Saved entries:
-*-
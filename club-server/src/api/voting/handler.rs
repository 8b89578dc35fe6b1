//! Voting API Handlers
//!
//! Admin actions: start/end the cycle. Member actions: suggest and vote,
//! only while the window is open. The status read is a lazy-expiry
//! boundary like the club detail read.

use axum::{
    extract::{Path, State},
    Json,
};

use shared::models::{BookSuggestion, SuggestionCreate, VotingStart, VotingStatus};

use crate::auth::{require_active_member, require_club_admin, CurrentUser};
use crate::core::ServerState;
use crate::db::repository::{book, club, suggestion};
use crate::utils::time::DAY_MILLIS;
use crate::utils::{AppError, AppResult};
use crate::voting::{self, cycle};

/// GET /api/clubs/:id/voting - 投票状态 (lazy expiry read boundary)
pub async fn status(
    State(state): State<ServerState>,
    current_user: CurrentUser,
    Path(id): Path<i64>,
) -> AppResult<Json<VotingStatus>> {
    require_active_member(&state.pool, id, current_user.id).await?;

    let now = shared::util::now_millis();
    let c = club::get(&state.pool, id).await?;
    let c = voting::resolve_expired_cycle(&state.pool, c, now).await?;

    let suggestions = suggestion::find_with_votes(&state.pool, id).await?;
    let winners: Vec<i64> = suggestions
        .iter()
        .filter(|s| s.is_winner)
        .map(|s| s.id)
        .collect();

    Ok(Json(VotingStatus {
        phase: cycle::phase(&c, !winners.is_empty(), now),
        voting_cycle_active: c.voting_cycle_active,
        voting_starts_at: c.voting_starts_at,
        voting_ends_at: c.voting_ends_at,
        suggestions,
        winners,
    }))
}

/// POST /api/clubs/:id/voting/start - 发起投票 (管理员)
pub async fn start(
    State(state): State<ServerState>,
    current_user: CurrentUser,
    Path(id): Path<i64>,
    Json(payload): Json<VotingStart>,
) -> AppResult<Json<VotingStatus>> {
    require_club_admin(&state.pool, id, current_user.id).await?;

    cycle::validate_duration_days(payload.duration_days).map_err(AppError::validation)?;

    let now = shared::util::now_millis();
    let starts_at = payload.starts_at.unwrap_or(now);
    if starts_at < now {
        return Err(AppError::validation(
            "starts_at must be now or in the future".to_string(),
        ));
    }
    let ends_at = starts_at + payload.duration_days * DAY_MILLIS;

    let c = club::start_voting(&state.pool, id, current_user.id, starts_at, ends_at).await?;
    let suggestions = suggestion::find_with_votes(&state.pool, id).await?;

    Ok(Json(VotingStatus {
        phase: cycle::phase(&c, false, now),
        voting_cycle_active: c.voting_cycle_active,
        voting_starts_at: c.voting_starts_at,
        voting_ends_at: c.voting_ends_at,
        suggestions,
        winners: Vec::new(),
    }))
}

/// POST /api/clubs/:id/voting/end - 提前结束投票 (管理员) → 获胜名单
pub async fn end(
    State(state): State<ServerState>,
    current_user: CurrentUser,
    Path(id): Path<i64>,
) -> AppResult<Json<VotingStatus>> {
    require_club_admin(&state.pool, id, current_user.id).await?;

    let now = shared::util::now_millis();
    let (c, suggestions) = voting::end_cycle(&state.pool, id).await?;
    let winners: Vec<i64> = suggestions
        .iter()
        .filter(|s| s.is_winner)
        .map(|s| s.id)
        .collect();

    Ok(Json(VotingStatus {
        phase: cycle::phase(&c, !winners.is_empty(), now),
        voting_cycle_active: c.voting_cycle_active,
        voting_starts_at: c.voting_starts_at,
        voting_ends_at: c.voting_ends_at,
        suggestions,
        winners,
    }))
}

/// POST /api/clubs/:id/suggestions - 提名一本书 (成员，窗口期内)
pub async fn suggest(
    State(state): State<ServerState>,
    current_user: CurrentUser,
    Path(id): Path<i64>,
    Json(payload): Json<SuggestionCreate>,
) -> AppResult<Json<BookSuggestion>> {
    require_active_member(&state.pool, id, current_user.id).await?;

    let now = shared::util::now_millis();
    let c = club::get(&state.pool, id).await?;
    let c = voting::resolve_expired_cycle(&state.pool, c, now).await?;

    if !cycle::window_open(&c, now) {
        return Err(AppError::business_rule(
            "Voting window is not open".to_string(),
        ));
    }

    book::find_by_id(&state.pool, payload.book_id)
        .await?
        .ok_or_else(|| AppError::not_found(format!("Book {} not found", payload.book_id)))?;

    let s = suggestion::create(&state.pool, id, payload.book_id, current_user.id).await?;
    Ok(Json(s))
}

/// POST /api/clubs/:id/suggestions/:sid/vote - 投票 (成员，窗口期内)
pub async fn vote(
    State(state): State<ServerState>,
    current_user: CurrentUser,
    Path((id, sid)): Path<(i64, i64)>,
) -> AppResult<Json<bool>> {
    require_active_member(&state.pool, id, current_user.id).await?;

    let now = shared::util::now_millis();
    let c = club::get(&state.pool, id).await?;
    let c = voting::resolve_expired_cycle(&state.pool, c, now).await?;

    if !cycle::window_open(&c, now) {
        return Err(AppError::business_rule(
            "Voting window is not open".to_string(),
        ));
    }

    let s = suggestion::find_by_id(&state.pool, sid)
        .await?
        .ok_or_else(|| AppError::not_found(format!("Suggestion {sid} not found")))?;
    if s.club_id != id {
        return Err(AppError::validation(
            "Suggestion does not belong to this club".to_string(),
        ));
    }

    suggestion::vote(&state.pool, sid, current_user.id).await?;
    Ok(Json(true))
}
-*-
Goal of the exercise: Return, word for word, the lines of the data above from the line with "Ok(Json(s))" through the line with "suggestion::vote(&state.pool, sid, current_user.id).await?;", inclusive.

Solution to this problem:
    Ok(Json(s))
}

/// POST /api/clubs/:id/suggestions/:sid/vote - 投票 (成员，窗口期内)
pub async fn vote(
    State(state): State<ServerState>,
    current_user: CurrentUser,
    Path((id, sid)): Path<(i64, i64)>,
) -> AppResult<Json<bool>> {
    require_active_member(&state.pool, id, current_user.id).await?;

    let now = shared::util::now_millis();
    let c = club::get(&state.pool, id).await?;
    let c = voting::resolve_expired_cycle(&state.pool, c, now).await?;

    if !cycle::window_open(&c, now) {
        return Err(AppError::business_rule(
            "Voting window is not open".to_string(),
        ));
    }

    let s = suggestion::find_by_id(&state.pool, sid)
        .await?
        .ok_or_else(|| AppError::not_found(format!("Suggestion {sid} not found")))?;
    if s.club_id != id {
        return Err(AppError::validation(
            "Suggestion does not belong to this club".to_string(),
        ));
    }

    suggestion::vote(&state.pool, sid, current_user.id).await?;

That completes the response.